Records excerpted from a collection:
########################################

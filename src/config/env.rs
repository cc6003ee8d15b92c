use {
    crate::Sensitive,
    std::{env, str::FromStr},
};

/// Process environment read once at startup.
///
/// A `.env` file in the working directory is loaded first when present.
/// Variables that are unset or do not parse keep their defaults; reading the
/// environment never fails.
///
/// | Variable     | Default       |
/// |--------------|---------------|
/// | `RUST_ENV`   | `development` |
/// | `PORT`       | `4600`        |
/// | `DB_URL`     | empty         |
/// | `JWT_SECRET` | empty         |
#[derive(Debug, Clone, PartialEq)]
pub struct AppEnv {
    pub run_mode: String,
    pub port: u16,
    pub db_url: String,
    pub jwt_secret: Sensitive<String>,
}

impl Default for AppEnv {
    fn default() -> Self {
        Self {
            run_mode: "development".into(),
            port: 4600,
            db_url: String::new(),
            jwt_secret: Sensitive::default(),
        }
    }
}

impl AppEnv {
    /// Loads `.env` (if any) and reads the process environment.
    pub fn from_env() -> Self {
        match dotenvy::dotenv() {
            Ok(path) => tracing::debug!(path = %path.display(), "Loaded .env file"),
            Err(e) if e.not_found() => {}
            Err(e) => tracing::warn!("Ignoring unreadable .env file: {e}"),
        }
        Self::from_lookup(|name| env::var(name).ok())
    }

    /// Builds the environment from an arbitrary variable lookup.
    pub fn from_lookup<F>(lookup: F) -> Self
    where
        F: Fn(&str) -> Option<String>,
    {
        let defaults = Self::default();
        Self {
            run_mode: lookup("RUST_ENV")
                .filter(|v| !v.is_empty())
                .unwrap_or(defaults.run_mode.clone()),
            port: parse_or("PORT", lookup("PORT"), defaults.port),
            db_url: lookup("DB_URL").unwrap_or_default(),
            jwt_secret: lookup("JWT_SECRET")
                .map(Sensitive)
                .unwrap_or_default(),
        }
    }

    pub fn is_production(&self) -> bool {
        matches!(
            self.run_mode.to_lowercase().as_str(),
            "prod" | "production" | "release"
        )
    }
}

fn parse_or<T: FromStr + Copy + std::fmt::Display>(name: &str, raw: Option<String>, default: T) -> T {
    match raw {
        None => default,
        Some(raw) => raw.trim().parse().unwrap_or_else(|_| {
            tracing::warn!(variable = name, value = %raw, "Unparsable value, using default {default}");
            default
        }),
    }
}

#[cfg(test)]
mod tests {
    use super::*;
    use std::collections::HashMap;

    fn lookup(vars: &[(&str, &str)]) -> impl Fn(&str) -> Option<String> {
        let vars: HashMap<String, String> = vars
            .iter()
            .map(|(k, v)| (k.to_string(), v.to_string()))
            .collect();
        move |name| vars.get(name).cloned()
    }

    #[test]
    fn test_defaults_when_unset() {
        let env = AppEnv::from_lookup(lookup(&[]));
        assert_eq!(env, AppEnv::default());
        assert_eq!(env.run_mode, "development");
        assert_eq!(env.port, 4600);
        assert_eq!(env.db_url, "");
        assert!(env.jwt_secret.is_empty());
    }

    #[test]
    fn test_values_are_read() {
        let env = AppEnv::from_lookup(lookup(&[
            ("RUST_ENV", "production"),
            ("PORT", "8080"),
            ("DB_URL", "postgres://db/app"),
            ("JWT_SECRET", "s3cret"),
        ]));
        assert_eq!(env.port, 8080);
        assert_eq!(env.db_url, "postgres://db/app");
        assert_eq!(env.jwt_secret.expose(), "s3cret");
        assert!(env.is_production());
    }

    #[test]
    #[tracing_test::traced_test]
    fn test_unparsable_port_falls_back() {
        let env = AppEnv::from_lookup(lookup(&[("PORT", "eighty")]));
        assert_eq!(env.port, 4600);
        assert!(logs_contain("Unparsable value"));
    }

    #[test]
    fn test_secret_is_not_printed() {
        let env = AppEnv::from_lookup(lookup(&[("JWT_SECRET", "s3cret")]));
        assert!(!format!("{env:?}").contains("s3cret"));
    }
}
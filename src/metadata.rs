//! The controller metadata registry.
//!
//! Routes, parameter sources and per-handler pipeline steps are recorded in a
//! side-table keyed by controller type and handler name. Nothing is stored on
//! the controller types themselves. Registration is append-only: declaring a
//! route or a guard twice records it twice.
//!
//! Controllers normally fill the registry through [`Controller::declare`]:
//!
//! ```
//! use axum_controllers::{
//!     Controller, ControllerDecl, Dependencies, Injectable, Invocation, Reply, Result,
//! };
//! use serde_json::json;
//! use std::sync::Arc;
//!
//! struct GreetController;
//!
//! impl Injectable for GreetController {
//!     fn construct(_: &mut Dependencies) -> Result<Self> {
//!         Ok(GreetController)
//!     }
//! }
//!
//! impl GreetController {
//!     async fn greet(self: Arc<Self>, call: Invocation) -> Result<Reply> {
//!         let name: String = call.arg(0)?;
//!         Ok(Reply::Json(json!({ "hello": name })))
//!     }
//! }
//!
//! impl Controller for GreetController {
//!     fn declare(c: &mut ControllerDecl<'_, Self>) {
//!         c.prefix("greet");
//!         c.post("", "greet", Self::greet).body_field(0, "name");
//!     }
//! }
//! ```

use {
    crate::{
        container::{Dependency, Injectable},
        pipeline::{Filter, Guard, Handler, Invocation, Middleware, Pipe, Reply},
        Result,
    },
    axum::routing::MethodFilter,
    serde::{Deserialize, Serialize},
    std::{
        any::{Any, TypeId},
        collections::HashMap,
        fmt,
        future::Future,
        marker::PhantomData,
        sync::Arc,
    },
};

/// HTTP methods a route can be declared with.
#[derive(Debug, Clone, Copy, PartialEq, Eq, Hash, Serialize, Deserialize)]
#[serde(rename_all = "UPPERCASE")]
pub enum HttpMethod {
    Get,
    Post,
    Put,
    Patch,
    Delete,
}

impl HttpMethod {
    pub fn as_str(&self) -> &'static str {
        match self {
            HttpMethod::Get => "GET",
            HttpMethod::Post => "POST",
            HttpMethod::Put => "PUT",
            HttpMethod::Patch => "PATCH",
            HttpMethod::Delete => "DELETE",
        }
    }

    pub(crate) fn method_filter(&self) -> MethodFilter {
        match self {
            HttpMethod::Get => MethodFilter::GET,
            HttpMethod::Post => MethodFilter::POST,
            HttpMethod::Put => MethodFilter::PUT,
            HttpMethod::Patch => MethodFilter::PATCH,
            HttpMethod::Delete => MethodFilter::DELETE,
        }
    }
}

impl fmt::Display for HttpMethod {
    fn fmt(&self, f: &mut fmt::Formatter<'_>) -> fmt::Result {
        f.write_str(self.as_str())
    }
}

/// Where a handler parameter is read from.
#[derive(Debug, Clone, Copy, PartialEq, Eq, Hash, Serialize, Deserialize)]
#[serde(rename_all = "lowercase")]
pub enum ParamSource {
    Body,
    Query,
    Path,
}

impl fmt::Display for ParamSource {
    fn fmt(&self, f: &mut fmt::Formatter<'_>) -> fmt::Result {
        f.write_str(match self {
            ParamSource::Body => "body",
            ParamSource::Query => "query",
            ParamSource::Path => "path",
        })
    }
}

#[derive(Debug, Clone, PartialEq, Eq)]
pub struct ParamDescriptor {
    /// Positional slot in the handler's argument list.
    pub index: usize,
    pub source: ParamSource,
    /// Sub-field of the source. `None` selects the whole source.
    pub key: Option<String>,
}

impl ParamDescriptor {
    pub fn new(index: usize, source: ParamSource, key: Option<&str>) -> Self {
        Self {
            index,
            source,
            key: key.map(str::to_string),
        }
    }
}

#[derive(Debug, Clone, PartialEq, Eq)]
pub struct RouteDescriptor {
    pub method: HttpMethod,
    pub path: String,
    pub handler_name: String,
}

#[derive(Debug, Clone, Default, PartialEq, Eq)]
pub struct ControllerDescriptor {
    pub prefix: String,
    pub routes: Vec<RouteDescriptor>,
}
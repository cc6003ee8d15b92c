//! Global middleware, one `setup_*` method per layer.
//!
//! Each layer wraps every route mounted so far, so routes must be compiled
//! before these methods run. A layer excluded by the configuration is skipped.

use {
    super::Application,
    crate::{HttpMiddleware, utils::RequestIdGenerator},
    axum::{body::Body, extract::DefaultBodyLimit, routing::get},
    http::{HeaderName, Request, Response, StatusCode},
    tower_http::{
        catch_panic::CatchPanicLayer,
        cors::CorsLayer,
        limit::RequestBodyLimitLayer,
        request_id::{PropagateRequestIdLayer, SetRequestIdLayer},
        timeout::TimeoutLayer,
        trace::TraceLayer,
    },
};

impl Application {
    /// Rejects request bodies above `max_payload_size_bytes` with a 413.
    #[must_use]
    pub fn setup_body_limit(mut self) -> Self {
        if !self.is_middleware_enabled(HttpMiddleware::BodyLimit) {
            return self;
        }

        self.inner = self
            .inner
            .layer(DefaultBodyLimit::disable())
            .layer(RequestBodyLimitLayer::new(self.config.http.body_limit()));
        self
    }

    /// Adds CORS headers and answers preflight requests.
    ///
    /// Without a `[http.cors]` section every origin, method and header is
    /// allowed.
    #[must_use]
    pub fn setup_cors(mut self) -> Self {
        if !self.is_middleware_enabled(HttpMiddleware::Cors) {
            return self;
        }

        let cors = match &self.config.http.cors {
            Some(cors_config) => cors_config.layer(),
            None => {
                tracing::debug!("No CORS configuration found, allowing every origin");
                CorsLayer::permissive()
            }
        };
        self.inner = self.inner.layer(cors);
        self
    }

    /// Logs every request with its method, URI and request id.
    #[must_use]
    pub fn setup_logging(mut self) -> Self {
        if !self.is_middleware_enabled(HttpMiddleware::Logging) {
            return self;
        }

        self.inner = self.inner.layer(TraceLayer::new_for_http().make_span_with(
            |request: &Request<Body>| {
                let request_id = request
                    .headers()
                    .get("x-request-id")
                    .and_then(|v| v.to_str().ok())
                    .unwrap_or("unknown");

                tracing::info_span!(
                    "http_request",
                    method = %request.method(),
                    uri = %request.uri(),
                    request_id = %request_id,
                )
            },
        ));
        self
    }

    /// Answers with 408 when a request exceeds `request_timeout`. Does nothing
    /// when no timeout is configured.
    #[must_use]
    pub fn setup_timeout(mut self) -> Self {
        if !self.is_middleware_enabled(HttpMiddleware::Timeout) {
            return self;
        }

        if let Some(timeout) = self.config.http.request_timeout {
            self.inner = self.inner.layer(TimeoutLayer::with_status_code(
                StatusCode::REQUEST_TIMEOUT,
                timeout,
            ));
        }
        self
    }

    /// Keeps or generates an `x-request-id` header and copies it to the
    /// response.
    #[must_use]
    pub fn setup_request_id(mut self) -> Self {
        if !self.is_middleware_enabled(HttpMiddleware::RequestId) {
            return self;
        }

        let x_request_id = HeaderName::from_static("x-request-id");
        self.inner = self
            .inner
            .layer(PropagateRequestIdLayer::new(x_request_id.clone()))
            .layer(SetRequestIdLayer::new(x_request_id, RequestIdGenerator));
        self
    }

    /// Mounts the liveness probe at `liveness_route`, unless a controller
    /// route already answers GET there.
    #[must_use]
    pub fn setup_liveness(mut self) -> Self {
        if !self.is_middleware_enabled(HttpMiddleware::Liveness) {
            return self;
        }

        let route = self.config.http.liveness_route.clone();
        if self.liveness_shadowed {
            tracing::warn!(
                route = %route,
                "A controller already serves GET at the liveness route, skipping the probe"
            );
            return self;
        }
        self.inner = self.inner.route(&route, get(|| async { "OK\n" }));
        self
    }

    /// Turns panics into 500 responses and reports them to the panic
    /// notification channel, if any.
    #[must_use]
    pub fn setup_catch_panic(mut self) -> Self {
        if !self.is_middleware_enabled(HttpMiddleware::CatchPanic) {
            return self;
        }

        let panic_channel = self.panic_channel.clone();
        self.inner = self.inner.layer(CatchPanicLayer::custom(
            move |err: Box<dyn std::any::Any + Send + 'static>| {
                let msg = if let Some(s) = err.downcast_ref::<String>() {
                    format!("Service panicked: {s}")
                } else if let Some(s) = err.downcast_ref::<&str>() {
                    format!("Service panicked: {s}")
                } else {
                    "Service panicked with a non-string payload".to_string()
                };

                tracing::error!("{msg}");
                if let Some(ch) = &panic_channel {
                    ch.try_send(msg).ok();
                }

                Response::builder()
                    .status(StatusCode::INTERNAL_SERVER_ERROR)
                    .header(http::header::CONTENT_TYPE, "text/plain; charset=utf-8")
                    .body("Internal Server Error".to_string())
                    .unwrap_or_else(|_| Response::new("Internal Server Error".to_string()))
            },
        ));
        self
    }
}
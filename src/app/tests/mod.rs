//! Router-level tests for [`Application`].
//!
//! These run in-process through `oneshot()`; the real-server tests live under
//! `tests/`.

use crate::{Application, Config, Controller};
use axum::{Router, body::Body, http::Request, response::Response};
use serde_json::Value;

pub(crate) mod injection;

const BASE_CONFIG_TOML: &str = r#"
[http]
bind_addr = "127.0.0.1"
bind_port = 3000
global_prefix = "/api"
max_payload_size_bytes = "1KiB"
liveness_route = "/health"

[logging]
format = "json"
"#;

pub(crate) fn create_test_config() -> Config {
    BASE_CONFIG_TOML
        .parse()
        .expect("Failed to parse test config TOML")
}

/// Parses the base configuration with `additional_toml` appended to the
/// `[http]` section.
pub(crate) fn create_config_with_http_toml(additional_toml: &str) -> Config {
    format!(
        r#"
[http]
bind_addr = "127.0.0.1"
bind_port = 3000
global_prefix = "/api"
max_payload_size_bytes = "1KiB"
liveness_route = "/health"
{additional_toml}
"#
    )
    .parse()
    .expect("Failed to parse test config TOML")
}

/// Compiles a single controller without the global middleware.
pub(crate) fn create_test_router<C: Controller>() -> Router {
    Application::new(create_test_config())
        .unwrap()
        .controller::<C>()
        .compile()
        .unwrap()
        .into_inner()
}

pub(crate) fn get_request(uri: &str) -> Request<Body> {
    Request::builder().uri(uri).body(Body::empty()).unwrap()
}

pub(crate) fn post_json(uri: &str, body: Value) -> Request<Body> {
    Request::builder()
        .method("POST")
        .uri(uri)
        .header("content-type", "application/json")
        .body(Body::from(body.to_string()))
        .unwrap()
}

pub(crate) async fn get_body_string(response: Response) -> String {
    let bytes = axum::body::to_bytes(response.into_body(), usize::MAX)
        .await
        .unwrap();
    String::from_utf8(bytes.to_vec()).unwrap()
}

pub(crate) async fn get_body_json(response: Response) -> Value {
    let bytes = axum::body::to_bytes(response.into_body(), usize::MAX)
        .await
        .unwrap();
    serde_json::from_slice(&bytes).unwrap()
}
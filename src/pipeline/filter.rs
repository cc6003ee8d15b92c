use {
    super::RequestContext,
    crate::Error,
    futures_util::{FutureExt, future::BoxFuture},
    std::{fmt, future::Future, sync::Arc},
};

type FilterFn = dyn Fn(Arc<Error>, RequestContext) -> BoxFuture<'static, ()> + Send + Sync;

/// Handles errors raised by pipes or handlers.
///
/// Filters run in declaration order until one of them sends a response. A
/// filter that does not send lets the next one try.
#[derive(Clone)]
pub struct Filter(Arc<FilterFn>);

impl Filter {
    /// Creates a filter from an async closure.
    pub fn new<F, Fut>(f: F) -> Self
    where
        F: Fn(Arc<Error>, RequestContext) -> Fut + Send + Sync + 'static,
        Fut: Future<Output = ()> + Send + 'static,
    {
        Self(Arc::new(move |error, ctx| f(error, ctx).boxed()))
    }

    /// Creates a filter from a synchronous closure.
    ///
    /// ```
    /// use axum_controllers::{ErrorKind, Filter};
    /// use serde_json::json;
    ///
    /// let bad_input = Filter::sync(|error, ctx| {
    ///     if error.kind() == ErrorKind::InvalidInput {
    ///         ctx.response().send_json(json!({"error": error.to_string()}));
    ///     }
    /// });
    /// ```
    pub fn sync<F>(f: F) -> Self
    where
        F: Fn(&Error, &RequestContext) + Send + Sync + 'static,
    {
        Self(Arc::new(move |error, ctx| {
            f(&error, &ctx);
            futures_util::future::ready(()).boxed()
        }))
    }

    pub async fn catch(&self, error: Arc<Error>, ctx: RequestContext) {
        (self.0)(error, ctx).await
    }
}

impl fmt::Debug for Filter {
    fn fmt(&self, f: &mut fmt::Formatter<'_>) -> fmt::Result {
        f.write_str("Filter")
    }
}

########################################

Exercise aim: Give only the number of lines in the entries that contain "RequestIdGenerator".

Completed exercise: 2